10
何も見ていないような顔をしてページを閉じたけれど、やっぱり動揺が出ていたかもしれない。何か言いたげな晴を居間に追いやり、時間を潰すために子供用のタブレットを点けてやった。
「何かあったらおれに電話しな。番号わかるか?」
「うん」
晴はおれのスマートフォンの電話番号をすらすらと暗唱した。何かあったときのために、日頃から覚えさせておいてよかったと思った。
ノートのことは気になったけれど、家でぐずぐずしている暇はない。納戸から懐中電灯を持ち出し、ダウンジャケットを引っかけて外に出た。裏山は幸いスニーカーでも登れるようなところで、たぶんおかしな曰くさえなければ、子供の頃は遊び場にしただろう。もっとも、山の奥はどうなっているかわからない。
家の裏手に回ると、庭の周りをぐるりと囲む垣根の途中に小さな門があり、その向こうに目を凝らしてみると、少し先に獣道らしきものをあっさり見つけることができた。「ある」と思って探さなければ気づかなかっただろうが、一度見つけてしまえばあとは辿るだけだ。草が倒れ土がならされている細長い道は、まるで何かが這って通った痕のようで寒気がした。が、ためらっている場合ではない。

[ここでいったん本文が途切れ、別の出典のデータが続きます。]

use std::path::PathBuf;
use std::sync::Arc;

use anyhow::{bail, Context, Result};
use boxtrack_sync::{maybe_build_scheduler, report_recent_runs_markdown, SyncConfig, SyncPipeline};
use clap::{Args, Parser, Subcommand};
use tracing::info;
use tracing_subscriber::{layer::SubscriberExt, util::SubscriberInitExt, EnvFilter};

#[derive(Debug, Parser)]
#[command(name = "boxtrack")]
#[command(about = "Incrementally track box-office metrics for recently released movies")]
struct Cli {
    /// Dotenv file consulted for variables missing from the environment.
    #[arg(long, global = true, default_value = ".env")]
    env_file: PathBuf,

    #[command(flatten)]
    overrides: ConfigOverrides,

    #[command(subcommand)]
    command: Option<Commands>,
}

#[derive(Debug, Subcommand)]
enum Commands {
    /// Run the pipeline once and merge the results into the dataset.
    Sync,
    /// Run the pipeline on the configured cron schedule until interrupted.
    Watch,
    /// Summarise the most recent run reports.
    Report {
        #[arg(long, default_value_t = 5)]
        runs: usize,
    },
}

#[derive(Debug, Args)]
struct ConfigOverrides {
    /// Start of the discovery window, in days before today.
    #[arg(long, global = true)]
    window_start_days: Option<u32>,
    /// End of the discovery window, in days before today.
    #[arg(long, global = true)]
    window_end_days: Option<u32>,
    #[arg(long, global = true)]
    dataset: Option<PathBuf>,
    #[arg(long, global = true)]
    reports_dir: Option<PathBuf>,
}

impl ConfigOverrides {
    fn apply(self, mut config: SyncConfig) -> SyncConfig {
        if let Some(days) = self.window_start_days {
            config.window_start_days = days;
        }
        if let Some(days) = self.window_end_days {
            config.window_end_days = days;
        }
        if let Some(path) = self.dataset {
            config.dataset_path = path;
        }
        if let Some(dir) = self.reports_dir {
            config.reports_dir = dir;
        }
        config
    }
}

#[tokio::main(flavor = "current_thread")]
async fn main() -> Result<()> {
    tracing_subscriber::registry()
        .with(tracing_subscriber::fmt::layer().with_target(false))
        .with(EnvFilter::try_from_default_env().unwrap_or_else(|_| EnvFilter::new("info")))
        .init();

    let cli = Cli::parse();
    let config = cli
        .overrides
        .apply(SyncConfig::from_env_and_dotenv(&cli.env_file)?);

    match cli.command.unwrap_or(Commands::Sync) {
        Commands::Sync => {
            let pipeline = SyncPipeline::from_config(config)?;
            let summary = pipeline.run_once().await?;
            println!(
                "sync complete: run_id={} discovered={} enriched={} detail_failures={} kept={} dropped={} total_unique={}",
                summary.run_id,
                summary.discovered,
                summary.enriched,
                summary.detail_failures,
                summary.filter.output,
                summary.filter.dropped,
                summary.total_rows
            );
            if let Some(dir) = &summary.reports_dir {
                println!("report: {dir}");
            }
        }
        Commands::Watch => {
            let pipeline = Arc::new(SyncPipeline::from_config(config)?);
            let Some(mut sched) = maybe_build_scheduler(pipeline).await? else {
                bail!("scheduler disabled; set BOXTRACK_SCHEDULER_ENABLED=1 to use `watch`");
            };
            sched.start().await.context("starting scheduler")?;
            info!("scheduler running; press Ctrl-C to stop");
            tokio::signal::ctrl_c().await.context("waiting for Ctrl-C")?;
            sched.shutdown().await.context("stopping scheduler")?;
        }
        Commands::Report { runs } => {
            println!("{}", report_recent_runs_markdown(runs, &config.reports_dir)?);
        }
    }

    Ok(())
}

おれは獣道をたどって山に入っていった。木の枝が頭上を覆い、まるで大きな屋根の下に入ったかのように周囲が薄暗くなる。木々の間に誰かが立っているような気がして気味が悪く、なるべく足元だけを見て進むようにした。辺りをきょろきょろしなくても、この道を辿っていけば墓に到着するはずだ。
歩きながら考え事をした。
(文坂サヨ、両足首がない女、小さな子供、こどもごろし――子供殺し)
仮に文坂サヨという人が、子供を殺した報いで両足首を切られて山に追放されたのだとして――そういうことを考えるだけで気が重くなる――そうすると今度は、昭叔父が言っていたことが気にかかってくる。
(哲さんは人を殺すような人じゃなかった)
(でもおサヨさんが気の毒で仕方なかったから)
たとえ重い罰を受けていたとはいえ、幼い子供を殺した人間をそんな風にかばうものだろうか? 彼女には何かどうしようもない事情があったのだろうか? それともあれはやっぱり、ただの夢だったのだろうか。
(駄目だ、わかんねぇや)
いつの間にかおれは、志朗さんにもう一度「縦」をやってもらうにはいくらかかるだろう、と考え始めていた。あの事務所ではなく、この本家か、あるいは山の中にあるという墓に来てもらって――いや、なんだかいくら出しても来てくれなさそうだ。今回だって「手のつけようがわからない」といって一度降りた案件を、無理やり引き受けてもらっただけなのだから。
そういえば志朗さん、ちゃんと病院には行っただろうか? 相当面倒がっていたし、それもわからなくはないけど、でもちゃんと医師に診てもらった方がいいだろうに。
「ほんと説明が面倒なんだよなぁ。去年の冬も大概だったし……」
あの事務所を出る前、志朗さんがそんなことを話していたのを覚えている。
「ああ、そういえば去年でしたね」と黒木さんがうなずいた。「そうそう」と志朗さんが言う。「あのとき左手の指と肘全部折れてたもんね。腹も刺されたし」
予想外に大怪我だったのでおれは驚いた。志朗さんはおれの表情が見えているみたいに「あれから左だけ握力下がっちゃってね」と言って苦笑いした。
「ていうか刺されたって何ですか? やばくないすか? 事故とかじゃなくて、生身の人間にやられたってことっすよね?」
「実行犯は人間だけど、あれはちゃんとオバケ案件ですよ」
ちゃんとというのもおかしいけど、と志朗さんが付け加える。
「はぁ……?」
「だから仕事! プライベートで刺されたわけじゃないから! そこ大事だから!」
やたら強調するので(プライベートで刺されるような身に覚えがあるのだろうか)と逆に疑わしくなったのだが、それはさておき、どうしてそんな大怪我をするに至ったのか、第三者に納得してもらうような説明をするのにかなり苦労したようだ。その下地があるから病院に行くのは気が進まないらしい。とはいえ、やっぱりちゃんと検査や治療を受けた方がいいことには変わりないと思う。
黒木さんが連れて行ってくれるだろうから大丈夫かな――などと考えているうちに少しだけ気が楽になった。たった一晩だけど、あの事務所にお世話になっていたときが、もしかするとここ半月ほどで一番安心できていた時間だったかもしれない。
そんなことを考えているうちに、程々奥に進んでいたらしい。やがて額に浮かんできた汗を手の甲で拭きながら前を見ると、道の先になにか人工物が見えた。